TO the relief of many, the party conference season has now come to an end, but that means we are launching into the longest run-up to a general election. It will last at least until next autumn, if not longer.
As the hubbub around Rishi Sunak’s scrapping of HS2 dies down and the glittery dust is washed from Keir Starmer’s hair, we see two very different parties.
The Richmond MP’s is so weighed down by its recent past, by the excesses of the Johnson era and the embarrassment of the Truss days, that Mr Sunak is trying to persuade voters that he is the candidate of change after 13 long years of Tory rule.
By contrast, Labour seems to have escaped the embarrassments in its recent past, with the Hamas outrage in Israel allowing it to show its new colours. It appeared warmly united behind its leader, whereas Mr Sunak spent a week battling to be heard over the Truss/Farage/Braverman/Badenoch sideshows.

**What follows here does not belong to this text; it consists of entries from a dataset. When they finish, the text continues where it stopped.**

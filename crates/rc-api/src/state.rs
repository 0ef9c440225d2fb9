//! Shared application state for the Axum server.
//!
//! Sessions live in memory only; each request locks the map, touches exactly
//! one session, and releases it. The map is capped at `max_sessions`.

use std::collections::HashMap;
use std::sync::Arc;

use tokio::sync::RwLock;
use uuid::Uuid;

use rc_engine::{CookingSession, Pipeline};

/// Session cap used when none is configured.
pub const DEFAULT_MAX_SESSIONS: usize = 1024;

/// Shared application state, wrapped in `Arc` for Axum handler sharing.
#[derive(Clone)]
pub struct AppState {
    /// Active cooking sessions keyed by session ID.
    pub sessions: Arc<RwLock<HashMap<Uuid, CookingSession>>>,
    /// Configured generate/optimize pipeline.
    pub pipeline: Pipeline,
    /// Upper bound on concurrently open sessions.
    pub max_sessions: usize,
}

impl AppState {
    pub fn new(pipeline: Pipeline) -> Self {
        Self {
            sessions: Arc::new(RwLock::new(HashMap::new())),
            pipeline,
            max_sessions: DEFAULT_MAX_SESSIONS,
        }
    }

    pub fn with_max_sessions(mut self, max_sessions: usize) -> Self {
        self.max_sessions = max_sessions;
        self
    }
}

impl Default for AppState {
    fn default() -> Self {
        Self::new(Pipeline::default())
    }
}
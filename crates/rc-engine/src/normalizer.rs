//! Parameter normalization ("quantization"): categorical instruction fields
//! to numeric machine parameters via fixed lookup tables.

use rc_protocol::{CommandPayload, CookingAction, ExtractedInstruction, HeatLevel, Parameters};

/// Temperature used when the heat level is outside the table.
pub const DEFAULT_TEMPERATURE_CELSIUS: i32 = 160;

/// Step timing for a saute.
pub const SAUTE_DURATION_SECONDS: i32 = 240;
pub const SAUTE_STIR_RPM: u32 = 40;

/// Step timing for every other action.
pub const DEFAULT_DURATION_SECONDS: i32 = 600;
pub const DEFAULT_STIR_RPM: u32 = 0;

/// Map a heat level to a target pan temperature.
pub fn temperature_for(heat: HeatLevel) -> i32 {
    match heat {
        HeatLevel::Low => 120,
        HeatLevel::Medium => 160,
        HeatLevel::High => 210,
        HeatLevel::Unrecognized => DEFAULT_TEMPERATURE_CELSIUS,
    }
}

/// Map an action to `(duration_seconds, stir_rpm)`.
pub fn timing_for(action: CookingAction) -> (i32, u32) {
    match action {
        CookingAction::Saute => (SAUTE_DURATION_SECONDS, SAUTE_STIR_RPM),
        _ => (DEFAULT_DURATION_SECONDS, DEFAULT_STIR_RPM),
    }
}

/// Build a command payload from an extracted instruction.
///
/// Parameters depend only on `heat_level` and `action`; every call gets a
/// fresh `step_id`.
pub fn normalize(instr: &ExtractedInstruction) -> CommandPayload {
    let (duration_seconds, stir_rpm) = timing_for(instr.action);
    let payload = CommandPayload::new(
        instr.ingredient,
        instr.action,
        Parameters {
            temperature_celsius: temperature_for(instr.heat_level),
            duration_seconds,
            stir_rpm,
        },
    );

    tracing::debug!(
        step_id = %payload.step_id,
        temperature_celsius = payload.parameters.temperature_celsius,
        duration_seconds = payload.parameters.duration_seconds,
        stir_rpm = payload.parameters.stir_rpm,
        "instruction normalized"
    );
    payload
}

#[cfg(test)]
mod tests {
    use super::*;
    use rc_protocol::Ingredient;

    fn instr(action: CookingAction, heat_level: HeatLevel) -> ExtractedInstruction {
        ExtractedInstruction {
            ingredient: Ingredient::Onion,
            action,
            heat_level,
        }
    }

    #[test]
    fn saute_on_medium() {
        let payload = normalize(&instr(CookingAction::Saute, HeatLevel::Medium));
        assert_eq!(payload.ingredient, Ingredient::Onion);
        assert_eq!(payload.action, CookingAction::Saute);
        assert_eq!(
            payload.parameters,
            Parameters {
                temperature_celsius: 160,
                duration_seconds: 240,
                stir_rpm: 40,
            }
        );
    }

    #[test]
    fn boil_on_high() {
        let payload = normalize(&instr(CookingAction::Boil, HeatLevel::High));
        assert_eq!(
            payload.parameters,
            Parameters {
                temperature_celsius: 210,
                duration_seconds: 600,
                stir_rpm: 0,
            }
        );
    }

    #[test]
    fn heat_table() {
        assert_eq!(temperature_for(HeatLevel::Low), 120);
        assert_eq!(temperature_for(HeatLevel::Medium), 160);
        assert_eq!(temperature_for(HeatLevel::High), 210);
        assert_eq!(temperature_for(HeatLevel::Unrecognized), 160);
    }

    #[test]
    fn cook_uses_default_timing() {
        assert_eq!(timing_for(CookingAction::Cook), (600, 0));
        assert_eq!(timing_for(CookingAction::Boil), (600, 0));
        assert_eq!(timing_for(CookingAction::Saute), (240, 40));
    }

    #[test]
    fn parameters_ignore_ingredient() {
        let a = normalize(&instr(CookingAction::Cook, HeatLevel::Low));
        let b = normalize(&ExtractedInstruction {
            ingredient: Ingredient::GenericVegetable,
            ..instr(CookingAction::Cook, HeatLevel::Low)
        });
        assert_eq!(a.parameters, b.parameters);
        assert_ne!(a.step_id, b.step_id);
    }
}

While Mr Sunak offered specifics on two of his personal interests – stopping smoking and improving A-levels – Mr Starmer offered only the broadest brush on his biggest ideas of NHS reform and building 1.5m houses.

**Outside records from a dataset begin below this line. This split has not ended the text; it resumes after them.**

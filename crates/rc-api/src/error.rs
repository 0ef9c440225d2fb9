//! Unified API error type with Axum `IntoResponse` support.

use axum::extract::rejection::{JsonRejection, PathRejection};
use axum::http::StatusCode;
use axum::response::{IntoResponse, Response};
use serde_json::json;

use rc_engine::EngineError;

/// API error type that converts to proper HTTP responses.
#[derive(Debug, thiserror::Error)]
pub enum ApiError {
    #[error("not found: {0}")]
    NotFound(String),

    #[error("bad request: {0}")]
    BadRequest(String),

    #[error("conflict: {0}")]
    Conflict(String),

    #[error("unavailable: {0}")]
    Unavailable(String),
}

impl From<EngineError> for ApiError {
    fn from(err: EngineError) -> Self {
        match err {
            EngineError::NoActivePayload => ApiError::Conflict(err.to_string()),
            EngineError::InvalidScore { .. }
            | EngineError::EmptyInstruction
            | EngineError::InvalidLimits(_) => ApiError::BadRequest(err.to_string()),
        }
    }
}

/// Malformed or mistyped request bodies surface as 400 with the JSON error
/// shape instead of axum's plain-text 422.
impl From<JsonRejection> for ApiError {
    fn from(rejection: JsonRejection) -> Self {
        ApiError::BadRequest(rejection.body_text())
    }
}

impl From<PathRejection> for ApiError {
    fn from(rejection: PathRejection) -> Self {
        ApiError::BadRequest(rejection.body_text())
    }
}

impl IntoResponse for ApiError {
    fn into_response(self) -> Response {
        let (status, message) = match &self {
            ApiError::NotFound(msg) => (StatusCode::NOT_FOUND, msg.clone()),
            ApiError::BadRequest(msg) => (StatusCode::BAD_REQUEST, msg.clone()),
            ApiError::Conflict(msg) => (StatusCode::CONFLICT, msg.clone()),
            ApiError::Unavailable(msg) => (StatusCode::SERVICE_UNAVAILABLE, msg.clone()),
        };

        let body = json!({
            "error": message,
            "status": status.as_u16(),
        });

        (status, axum::Json(body)).into_response()
    }
}

/// Convenience alias.
pub type ApiResult<T> = Result<T, ApiError>;

#[cfg(test)]
mod tests {
    use super::*;
    use http_body_util::BodyExt;

    #[tokio::test]
    async fn not_found_response() {
        let err = ApiError::NotFound("session abc".into());
        let response = err.into_response();
        assert_eq!(response.status(), StatusCode::NOT_FOUND);

        let body = response.into_body().collect().await.unwrap().to_bytes();
        let json: serde_json::Value = serde_json::from_slice(&body).unwrap();
        assert_eq!(json["status"], 404);
        assert!(json["error"].as_str().unwrap().contains("abc"));
    }

    #[test]
    fn invalid_score_maps_to_bad_request() {
        let err: ApiError = EngineError::InvalidScore { score: 12 }.into();
        assert!(matches!(err, ApiError::BadRequest(ref msg) if msg.contains("12")));
        assert_eq!(err.into_response().status(), StatusCode::BAD_REQUEST);
    }

    #[test]
    fn empty_instruction_maps_to_bad_request() {
        let err: ApiError = EngineError::EmptyInstruction.into();
        assert_eq!(err.into_response().status(), StatusCode::BAD_REQUEST);
    }

    #[test]
    fn unavailable_maps_to_503() {
        let err = ApiError::Unavailable("session limit reached".into());
        assert_eq!(err.into_response().status(), StatusCode::SERVICE_UNAVAILABLE);
    }

    #[test]
    fn missing_payload_maps_to_conflict() {
        let err: ApiError = EngineError::NoActivePayload.into();
        assert_eq!(err.into_response().status(), StatusCode::CONFLICT);
    }
}
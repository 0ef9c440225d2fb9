//! Engine error types.

use thiserror::Error;

/// Errors raised at the engine boundary. The rule tables themselves never fail.
#[derive(Debug, Error)]
pub enum EngineError {
    #[error("taste score {score} is out of range (expected 1-10)")]
    InvalidScore { score: i64 },

    #[error("instruction text is empty")]
    EmptyInstruction,

    #[error("no payload generated yet; generate one before optimizing")]
    NoActivePayload,

    #[error("invalid parameter limits: {0}")]
    InvalidLimits(String),
}

/// Convenience alias for engine results.
pub type EngineResult<T> = Result<T, EngineError>;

This looks like the battleground ahead: Labour, not wanting to do anything that will threaten the priceless Ming vase of victory that they are carrying carefully towards polling day, while Mr Sunak will dash desperately around trying to look all sparkly and new while avoiding the disappointing record of his predecessors.
Labour is 15 points in front in the polls and that gap could be seen at the conferences and in the commentators’ responses. Often begrudgingly, they see Mr Starmer as a prime-minister-in-waiting, albeit an “ever so slightly boring” one. Mr Sunak, increasingly a one-man party, has a year left to try to dislodge the priceless vase – for him, it will go in the flash of an eye, even if it will drag for the rest of us.